Exercise aim: Record by record, give the entire listing again exactly.

Top of Extracted material

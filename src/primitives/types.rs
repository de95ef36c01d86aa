//! Primitive types - Props and cleanup.
//!
//! These types define the interface for layout and layout item props.
//! Props support static values, signals, and getters for reactivity.

use std::rc::Rc;

use spark_signals::Signal;

use crate::types::{Position, TreePath};

// =============================================================================
// Cleanup Function
// =============================================================================

/// Cleanup function returned by primitives.
///
/// Call this to unmount and release the registration.
pub type Cleanup = Box<dyn FnOnce()>;

// =============================================================================
// Prop Value - Reactive property wrapper
// =============================================================================

/// A property value that can be static, a signal, or a getter.
///
/// When bound to a region Slot, the reactive connection is preserved.
#[derive(Clone)]
pub enum PropValue<T: Clone + PartialEq + 'static> {
    /// Static value (not reactive).
    Static(T),
    /// Reactive signal (changes propagate automatically).
    Signal(Signal<T>),
    /// Getter function (called each time value is needed).
    Getter(Rc<dyn Fn() -> T>),
}

impl<T: Clone + PartialEq + 'static> PropValue<T> {
    /// Get the current value (for immediate reads).
    pub fn get(&self) -> T {
        match self {
            PropValue::Static(v) => v.clone(),
            PropValue::Signal(s) => s.get(),
            PropValue::Getter(f) => f(),
        }
    }

    /// Wrap a getter closure.
    pub fn getter(f: impl Fn() -> T + 'static) -> Self {
        PropValue::Getter(Rc::new(f))
    }
}

impl<T: Clone + PartialEq + Default + 'static> Default for PropValue<T> {
    fn default() -> Self {
        PropValue::Static(T::default())
    }
}

impl<T: Clone + PartialEq + 'static> From<T> for PropValue<T> {
    fn from(value: T) -> Self {
        PropValue::Static(value)
    }
}

impl<T: Clone + PartialEq + 'static> From<Signal<T>> for PropValue<T> {
    fn from(signal: Signal<T>) -> Self {
        PropValue::Signal(signal)
    }
}

// Sizes are usually written as integers
impl From<u32> for PropValue<f64> {
    fn from(value: u32) -> Self {
        PropValue::Static(f64::from(value))
    }
}

impl From<u32> for PropValue<Option<f64>> {
    fn from(value: u32) -> Self {
        PropValue::Static(Some(f64::from(value)))
    }
}

// =============================================================================
// Layout Props
// =============================================================================

/// Properties for a layout (registry) root.
///
/// # Example
///
/// ```ignore
/// use spark_layout::{create_layout, LayoutProps};
///
/// let layout = create_layout(LayoutProps {
///     overlaps: vec!["drawer:bar".to_string()].into(),
///     full_height: true,
/// }, None);
/// ```
#[derive(Clone, Default)]
pub struct LayoutProps {
    /// `"topId:bottomId"` overlap pairs.
    pub overlaps: PropValue<Vec<String>>,

    /// Adds the full-height class. No geometry effect.
    pub full_height: bool,
}

// =============================================================================
// Layout Item Props
// =============================================================================

/// Properties for a region registering with a layout.
///
/// # Example
///
/// ```ignore
/// use spark_layout::{use_layout_item, LayoutItemProps, Position};
/// use spark_signals::signal;
///
/// let open = signal(true);
///
/// let drawer = use_layout_item(Some(layout.registry()), LayoutItemProps {
///     id: Some("drawer".to_string()),
///     position: Position::Left.into(),
///     layout_size: 256.into(),
///     active: open.clone().into(),
///     ..Default::default()
/// })?;
///
/// // Close the drawer - main padding and neighbours update
/// open.set(false);
/// ```
#[derive(Clone)]
pub struct LayoutItemProps {
    // =========================================================================
    // Identity
    // =========================================================================

    /// Region id. Generated when not given.
    pub id: Option<String>,

    /// Structural position below the layout root, for document-order insertion.
    pub tree_path: Option<TreePath>,

    // =========================================================================
    // Geometry
    // =========================================================================

    /// Layering priority, lower values are laid out first (default: 0).
    pub order: PropValue<i32>,

    /// Edge to occupy (default: top).
    pub position: PropValue<Position>,

    /// Thickness along the region's axis when active.
    pub layout_size: PropValue<f64>,

    /// Rendered thickness when it differs from `layout_size` (a floating
    /// drawer occupies 0 but draws 256). `None` leaves it to the element.
    pub element_size: PropValue<Option<f64>>,

    // =========================================================================
    // Behavior
    // =========================================================================

    /// Whether the region occupies space (default: true).
    pub active: PropValue<bool>,

    /// Position relative to the nearest positioned ancestor (default: false).
    pub absolute: PropValue<bool>,

    /// Suppress transitions while this region is registered.
    pub disable_transitions: Option<PropValue<bool>>,
}

impl Default for LayoutItemProps {
    fn default() -> Self {
        Self {
            id: None,
            tree_path: None,
            order: PropValue::Static(0),
            position: PropValue::Static(Position::Top),
            layout_size: PropValue::Static(0.0),
            element_size: PropValue::Static(None),
            active: PropValue::Static(true),
            absolute: PropValue::Static(false),
            disable_transitions: None,
        }
    }
}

Bottom of Extracted material

Exercise solution:
filename src/primitives/types.rs
repository de95ef36c01d86aa
//! Primitive types - Props and cleanup.
//!
//! These types define the interface for layout and layout item props.
//! Props support static values, signals, and getters for reactivity.

use std::rc::Rc;

use spark_signals::Signal;

use crate::types::{Position, TreePath};

// =============================================================================
// Cleanup Function
// =============================================================================

/// Cleanup function returned by primitives.
///
/// Call this to unmount and release the registration.
pub type Cleanup = Box<dyn FnOnce()>;

// =============================================================================
// Prop Value - Reactive property wrapper
// =============================================================================

/// A property value that can be static, a signal, or a getter.
///
/// When bound to a region Slot, the reactive connection is preserved.
#[derive(Clone)]
pub enum PropValue<T: Clone + PartialEq + 'static> {
    /// Static value (not reactive).
    Static(T),
    /// Reactive signal (changes propagate automatically).
    Signal(Signal<T>),
    /// Getter function (called each time value is needed).
    Getter(Rc<dyn Fn() -> T>),
}

impl<T: Clone + PartialEq + 'static> PropValue<T> {
    /// Get the current value (for immediate reads).
    pub fn get(&self) -> T {
        match self {
            PropValue::Static(v) => v.clone(),
            PropValue::Signal(s) => s.get(),
            PropValue::Getter(f) => f(),
        }
    }

    /// Wrap a getter closure.
    pub fn getter(f: impl Fn() -> T + 'static) -> Self {
        PropValue::Getter(Rc::new(f))
    }
}

impl<T: Clone + PartialEq + Default + 'static> Default for PropValue<T> {
    fn default() -> Self {
        PropValue::Static(T::default())
    }
}

impl<T: Clone + PartialEq + 'static> From<T> for PropValue<T> {
    fn from(value: T) -> Self {
        PropValue::Static(value)
    }
}

impl<T: Clone + PartialEq + 'static> From<Signal<T>> for PropValue<T> {
    fn from(signal: Signal<T>) -> Self {
        PropValue::Signal(signal)
    }
}

// Sizes are usually written as integers
impl From<u32> for PropValue<f64> {
    fn from(value: u32) -> Self {
        PropValue::Static(f64::from(value))
    }
}

impl From<u32> for PropValue<Option<f64>> {
    fn from(value: u32) -> Self {
        PropValue::Static(Some(f64::from(value)))
    }
}

// =============================================================================
// Layout Props
// =============================================================================

/// Properties for a layout (registry) root.
///
/// # Example
///
/// ```ignore
/// use spark_layout::{create_layout, LayoutProps};
///
/// let layout = create_layout(LayoutProps {
///     overlaps: vec!["drawer:bar".to_string()].into(),
///     full_height: true,
/// }, None);
/// ```
#[derive(Clone, Default)]
pub struct LayoutProps {
    /// `"topId:bottomId"` overlap pairs.
    pub overlaps: PropValue<Vec<String>>,

    /// Adds the full-height class. No geometry effect.
    pub full_height: bool,
}

// =============================================================================
// Layout Item Props
// =============================================================================

/// Properties for a region registering with a layout.
///
/// # Example
///
/// ```ignore
/// use spark_layout::{use_layout_item, LayoutItemProps, Position};
/// use spark_signals::signal;
///
/// let open = signal(true);
///
/// let drawer = use_layout_item(Some(layout.registry()), LayoutItemProps {
///     id: Some("drawer".to_string()),
///     position: Position::Left.into(),
///     layout_size: 256.into(),
///     active: open.clone().into(),
///     ..Default::default()
/// })?;
///
/// // Close the drawer - main padding and neighbours update
/// open.set(false);
/// ```
#[derive(Clone)]
pub struct LayoutItemProps {
    // =========================================================================
    // Identity
    // =========================================================================

    /// Region id. Generated when not given.
    pub id: Option<String>,

    /// Structural position below the layout root, for document-order insertion.
    pub tree_path: Option<TreePath>,

    // =========================================================================
    // Geometry
    // =========================================================================

    /// Layering priority, lower values are laid out first (default: 0).
    pub order: PropValue<i32>,

    /// Edge to occupy (default: top).
    pub position: PropValue<Position>,

    /// Thickness along the region's axis when active.
    pub layout_size: PropValue<f64>,

    /// Rendered thickness when it differs from `layout_size` (a floating
    /// drawer occupies 0 but draws 256). `None` leaves it to the element.
    pub element_size: PropValue<Option<f64>>,

    // =========================================================================
    // Behavior
    // =========================================================================

    /// Whether the region occupies space (default: true).
    pub active: PropValue<bool>,

    /// Position relative to the nearest positioned ancestor (default: false).
    pub absolute: PropValue<bool>,

    /// Suppress transitions while this region is registered.
    pub disable_transitions: Option<PropValue<bool>>,
}

impl Default for LayoutItemProps {
    fn default() -> Self {
        Self {
            id: None,
            tree_path: None,
            order: PropValue::Static(0),
            position: PropValue::Static(Position::Top),
            layout_size: PropValue::Static(0.0),
            element_size: PropValue::Static(None),
            active: PropValue::Static(true),
            absolute: PropValue::Static(false),
            disable_transitions: None,
        }
    }
}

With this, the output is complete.